//! Lua scripting runtime.
//!
//! Exposes an `engine` table to scripts. Reads go straight to the shared
//! registry under its read lock. Entity creation and destruction use the
//! world's deferred queues, and component attach/detach is queued as well;
//! the host applies those commands with [`World::apply_deferred`] right after
//! the script call returns. Tags, the active flag and fields of components
//! that are already attached are edited in place. Once the host hands the
//! runtime an [`EventSender`], `engine.emit_event(name, data)` queues events
//! for the next bus dispatch.
//!
//! # Example
//!
//! ```lua
//! local id = engine.create_entity()
//! engine.add_tag(id, "bullet")
//! engine.add_component(id, "transform", { x = 400, y = 300 })
//! engine.add_component(id, "physics", { velocity_y = -240 })
//!
//! function update(dt)
//!     engine.log_info("bullets: " .. #engine.find_by_tag("bullet"))
//! end
//! ```
//!
//! [`World::apply_deferred`]: crate::ecs::world::World::apply_deferred

use std::path::Path;

use log::{error, info, warn};
use mlua::prelude::*;
use serde_json::Value;

use crate::ecs::entity::EntityId;
use crate::ecs::world::WorldHandle;
use crate::events::bus::{Event, EventSender};
use crate::scripting::bridge::{
    BridgeError, component_from_fields, component_to_value, merge_fields, normalized, parse_kind,
    set_field,
};

/// Name of the optional per-frame callback.
pub const UPDATE_CALLBACK: &str = "update";

/// Shared state reachable from the Lua closures through `app_data`.
struct LuaAppData {
    world: WorldHandle,
    events: Option<EventSender>,
}

fn world(lua: &Lua) -> LuaResult<WorldHandle> {
    lua.app_data_ref::<LuaAppData>()
        .map(|data| data.world.clone())
        .ok_or_else(|| LuaError::runtime("LuaAppData not found"))
}

fn events(lua: &Lua) -> LuaResult<EventSender> {
    lua.app_data_ref::<LuaAppData>()
        .and_then(|data| data.events.clone())
        .ok_or_else(|| LuaError::runtime("no event bus attached"))
}

fn bridge_err(err: BridgeError) -> LuaError {
    LuaError::external(err)
}

fn lua_to_json(lua: &Lua, value: LuaValue) -> LuaResult<Value> {
    lua.from_value(value)
}

/// Lua interpreter bound to one world.
///
/// `Lua` is not `Send`; keep the runtime on the thread that drives the frame loop.
pub struct LuaRuntime {
    lua: Lua,
}

impl LuaRuntime {
    /// Creates a runtime and registers the `engine` table.
    ///
    /// # Errors
    ///
    /// Returns an error if registering the API fails.
    pub fn new(world: WorldHandle) -> LuaResult<Self> {
        let lua = Lua::new();
        lua.set_app_data(LuaAppData { world, events: None });

        let runtime = Self { lua };
        let engine = runtime.lua.create_table()?;
        runtime.register_log_api(&engine)?;
        runtime.register_entity_api(&engine)?;
        runtime.register_component_api(&engine)?;
        runtime.register_event_api(&engine)?;
        runtime.lua.globals().set("engine", engine)?;

        Ok(runtime)
    }

    fn register_log_api(&self, engine: &LuaTable) -> LuaResult<()> {
        engine.set(
            "log",
            self.lua.create_function(|_, msg: String| {
                info!(target: "lua", "{}", msg);
                Ok(())
            })?,
        )?;
        engine.set(
            "log_info",
            self.lua.create_function(|_, msg: String| {
                info!(target: "lua", "{}", msg);
                Ok(())
            })?,
        )?;
        engine.set(
            "log_warn",
            self.lua.create_function(|_, msg: String| {
                warn!(target: "lua", "{}", msg);
                Ok(())
            })?,
        )?;
        engine.set(
            "log_error",
            self.lua.create_function(|_, msg: String| {
                error!(target: "lua", "{}", msg);
                Ok(())
            })?,
        )?;
        Ok(())
    }

    fn register_entity_api(&self, engine: &LuaTable) -> LuaResult<()> {
        // engine.create_entity() -> id
        engine.set(
            "create_entity",
            self.lua
                .create_function(|lua, ()| Ok(world(lua)?.create_entity().raw()))?,
        )?;

        // engine.destroy_entity(id) -> bool
        engine.set(
            "destroy_entity",
            self.lua.create_function(|lua, id: u64| {
                Ok(world(lua)?.destroy_entity(EntityId::from_raw(id)))
            })?,
        )?;

        engine.set(
            "add_tag",
            self.lua.create_function(|lua, (id, tag): (u64, String)| {
                Ok(world(lua)?
                    .with_entity(EntityId::from_raw(id), |e| e.add_tag(tag))
                    .is_some())
            })?,
        )?;

        engine.set(
            "remove_tag",
            self.lua.create_function(|lua, (id, tag): (u64, String)| {
                Ok(world(lua)?
                    .with_entity(EntityId::from_raw(id), |e| e.remove_tag(&tag))
                    .unwrap_or(false))
            })?,
        )?;

        engine.set(
            "has_tag",
            self.lua.create_function(|lua, (id, tag): (u64, String)| {
                Ok(world(lua)?.read().has_tag(EntityId::from_raw(id), &tag))
            })?,
        )?;

        // engine.set_active(id, bool) -> bool
        engine.set(
            "set_active",
            self.lua.create_function(|lua, (id, active): (u64, bool)| {
                Ok(world(lua)?
                    .with_entity(EntityId::from_raw(id), |e| {
                        if active {
                            e.activate()
                        } else {
                            e.deactivate()
                        }
                    })
                    .is_some())
            })?,
        )?;

        engine.set(
            "is_active",
            self.lua.create_function(|lua, id: u64| {
                Ok(world(lua)?.read().is_active(EntityId::from_raw(id)))
            })?,
        )?;

        // engine.find_by_tag(tag) -> { id, ... }
        engine.set(
            "find_by_tag",
            self.lua.create_function(|lua, tag: String| {
                let ids: Vec<u64> = world(lua)?
                    .read()
                    .find_entities_by_tag(&tag)
                    .into_iter()
                    .map(EntityId::raw)
                    .collect();
                lua.create_sequence_from(ids)
            })?,
        )?;

        engine.set(
            "active_entity_count",
            self.lua
                .create_function(|lua, ()| Ok(world(lua)?.read().active_entity_count()))?,
        )?;

        engine.set(
            "total_entities",
            self.lua
                .create_function(|lua, ()| Ok(world(lua)?.read().total_entities()))?,
        )?;

        Ok(())
    }

    fn register_component_api(&self, engine: &LuaTable) -> LuaResult<()> {
        // engine.add_component(id, kind, fields?) -> bool, applied after the script call
        engine.set(
            "add_component",
            self.lua.create_function(
                |lua, (id, kind, fields): (u64, String, Option<LuaValue>)| {
                    let kind = parse_kind(&kind).map_err(bridge_err)?;
                    let fields = fields.map(|v| lua_to_json(lua, v)).transpose()?;
                    let component = component_from_fields(kind, fields.as_ref()).map_err(bridge_err)?;
                    Ok(world(lua)?.queue_add_component(EntityId::from_raw(id), component))
                },
            )?,
        )?;

        // engine.remove_component(id, kind) -> bool, applied after the script call
        engine.set(
            "remove_component",
            self.lua.create_function(|lua, (id, kind): (u64, String)| {
                let kind = parse_kind(&kind).map_err(bridge_err)?;
                Ok(world(lua)?.queue_remove_component(EntityId::from_raw(id), kind))
            })?,
        )?;

        engine.set(
            "has_component",
            self.lua.create_function(|lua, (id, kind): (u64, String)| {
                let kind = parse_kind(&kind).map_err(bridge_err)?;
                Ok(world(lua)?.read().has_component(EntityId::from_raw(id), kind))
            })?,
        )?;

        // engine.get_component(id, kind) -> table | nil
        engine.set(
            "get_component",
            self.lua.create_function(|lua, (id, kind): (u64, String)| {
                let kind = parse_kind(&kind).map_err(bridge_err)?;
                let Some(component) = world(lua)?.read().get_component(EntityId::from_raw(id), kind) else {
                    return Ok(LuaValue::Nil);
                };
                let value = component_to_value(&component).map_err(bridge_err)?;
                lua.to_value(&value)
            })?,
        )?;

        // engine.set_component(id, kind, fields) -> bool
        engine.set(
            "set_component",
            self.lua.create_function(|lua, (id, kind, fields): (u64, String, LuaValue)| {
                let kind = parse_kind(&kind).map_err(bridge_err)?;
                let fields = lua_to_json(lua, fields)?;
                let outcome = world(lua)?.with_component(EntityId::from_raw(id), kind, |mut slot| {
                    let updated = merge_fields(slot.get(), &fields)?;
                    Ok::<bool, BridgeError>(slot.replace(updated))
                });
                match outcome {
                    Some(result) => result.map_err(bridge_err),
                    None => Ok(false),
                }
            })?,
        )?;

        // engine.set_component_field(id, kind, field, value) -> bool
        engine.set(
            "set_component_field",
            self.lua.create_function(
                |lua, (id, kind, field, value): (u64, String, String, LuaValue)| {
                    let kind = parse_kind(&kind).map_err(bridge_err)?;
                    let value = lua_to_json(lua, value)?;
                    let outcome = world(lua)?.with_component(EntityId::from_raw(id), kind, |mut slot| {
                        let updated = set_field(slot.get(), &field, &value)?;
                        Ok::<bool, BridgeError>(slot.replace(updated))
                    });
                    match outcome {
                        Some(result) => result.map_err(bridge_err),
                        None => Ok(false),
                    }
                },
            )?,
        )?;

        Ok(())
    }

    fn register_event_api(&self, engine: &LuaTable) -> LuaResult<()> {
        // engine.emit_event(name, data?) -> bool
        engine.set(
            "emit_event",
            self.lua
                .create_function(|lua, (name, data): (String, Option<LuaValue>)| {
                    let data = match data {
                        Some(value) => normalized(&lua_to_json(lua, value)?),
                        None => Value::Null,
                    };
                    Ok(events(lua)?.send(Event::new(name, data)))
                })?,
        )?;
        Ok(())
    }

    /// Route `engine.emit_event` to `sender`.
    pub fn set_event_sender(&self, sender: EventSender) {
        if let Some(mut data) = self.lua.app_data_mut::<LuaAppData>() {
            data.events = Some(sender);
        }
    }

    /// Loads and executes a Lua script from a file path.
    ///
    /// # Errors
    ///
    /// Returns an error if the file cannot be read or the script fails.
    pub fn run_script(&self, path: &Path) -> LuaResult<()> {
        let script = std::fs::read_to_string(path).map_err(LuaError::external)?;
        self.lua.load(&script).set_name(path.display().to_string()).exec()
    }

    /// Executes a chunk of Lua source.
    pub fn run_source(&self, source: &str, name: &str) -> LuaResult<()> {
        self.lua.load(source).set_name(name).exec()
    }

    /// Calls a global Lua function by name with the given arguments.
    pub fn call_function<A, R>(&self, name: &str, args: A) -> LuaResult<R>
    where
        A: IntoLuaMulti,
        R: FromLuaMulti,
    {
        let func: LuaFunction = self.lua.globals().get(name)?;
        func.call(args)
    }

    /// Checks if a global function exists.
    pub fn has_function(&self, name: &str) -> bool {
        self.lua.globals().get::<LuaFunction>(name).is_ok()
    }

    /// Calls the script's `update(dt)` if it defines one. Returns whether it ran.
    pub fn call_update(&self, dt: f32) -> LuaResult<bool> {
        if !self.has_function(UPDATE_CALLBACK) {
            return Ok(false);
        }
        self.call_function::<_, ()>(UPDATE_CALLBACK, dt)?;
        Ok(true)
    }

    /// Returns a reference to the underlying Lua state.
    pub fn lua(&self) -> &Lua {
        &self.lua
    }
}

#[cfg(test)]
mod tests {
    use super::*;
    use crate::components::transform::Transform;
    use crate::ecs::component::ComponentKind;
    use crate::ecs::world::World;
    use crate::events::bus::EventBus;

    #[test]
    fn engine_table_is_registered() {
        let world = World::new();
        let runtime = LuaRuntime::new(world.handle()).unwrap();
        let has_log: bool = runtime
            .lua()
            .load("return type(engine.log) == 'function'")
            .eval()
            .unwrap();
        assert!(has_log);
        assert!(!runtime.has_function(UPDATE_CALLBACK));
        assert!(!runtime.call_update(0.1).unwrap());
    }

    #[test]
    fn component_attach_waits_for_apply() {
        let mut world = World::new();
        let runtime = LuaRuntime::new(world.handle()).unwrap();
        let id: u64 = runtime
            .lua()
            .load(
                r#"
                local id = engine.create_entity()
                engine.add_component(id, "transform", { x = 12, y = 3 })
                return id
                "#,
            )
            .eval()
            .unwrap();
        let id = EntityId::from_raw(id);
        assert!(!world.has_component(id, ComponentKind::Transform));
        world.apply_deferred();
        assert_eq!(world.component::<Transform>(id).unwrap().x, 12.0);
    }

    #[test]
    fn emit_event_needs_a_sender_and_queues_on_the_bus() {
        let world = World::new();
        let runtime = LuaRuntime::new(world.handle()).unwrap();
        assert!(runtime.run_source("engine.emit_event('door_opened')", "early").is_err());

        let bus = EventBus::new();
        runtime.set_event_sender(bus.sender());
        runtime
            .run_source("engine.emit_event('door_opened', { door = 3 })", "emit")
            .unwrap();
        assert_eq!(bus.queued_len(), 1);
    }

    #[test]
    fn unknown_kind_raises_a_lua_error() {
        let world = World::new();
        let runtime = LuaRuntime::new(world.handle()).unwrap();
        let result = runtime.run_source("engine.add_component(1, 'audio')", "bad");
        assert!(result.is_err());
    }
}
/// Simulation clock advanced once per frame by the game host.
#[derive(Clone, Copy, Debug)]
pub struct WorldTime {
    pub elapsed: f32,
    pub delta: f32,
    pub time_scale: f32,
    pub frame: u64,
}

impl Default for WorldTime {
    fn default() -> Self {
        WorldTime {
            elapsed: 0.0,
            delta: 0.0,
            time_scale: 1.0,
            frame: 0,
        }
    }
}

impl WorldTime {
    /// Record one frame of `dt` real seconds and return the scaled delta.
    pub fn advance(&mut self, dt: f32) -> f32 {
        self.delta = dt * self.time_scale;
        self.elapsed += self.delta;
        self.frame += 1;
        self.delta
    }
}

#[cfg(test)]
mod tests {
    use super::*;

    #[test]
    fn advance_applies_time_scale() {
        let mut time = WorldTime {
            time_scale: 0.5,
            ..WorldTime::default()
        };
        assert_eq!(time.advance(1.0), 0.5);
        assert_eq!(time.advance(1.0), 0.5);
        assert_eq!(time.elapsed, 1.0);
        assert_eq!(time.frame, 2);
    }
}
● ● ● ● ●
YOUR TASK:
Report how many lines in the listing above include the word "crate". Give nothing but the number.

OUTPUT:
9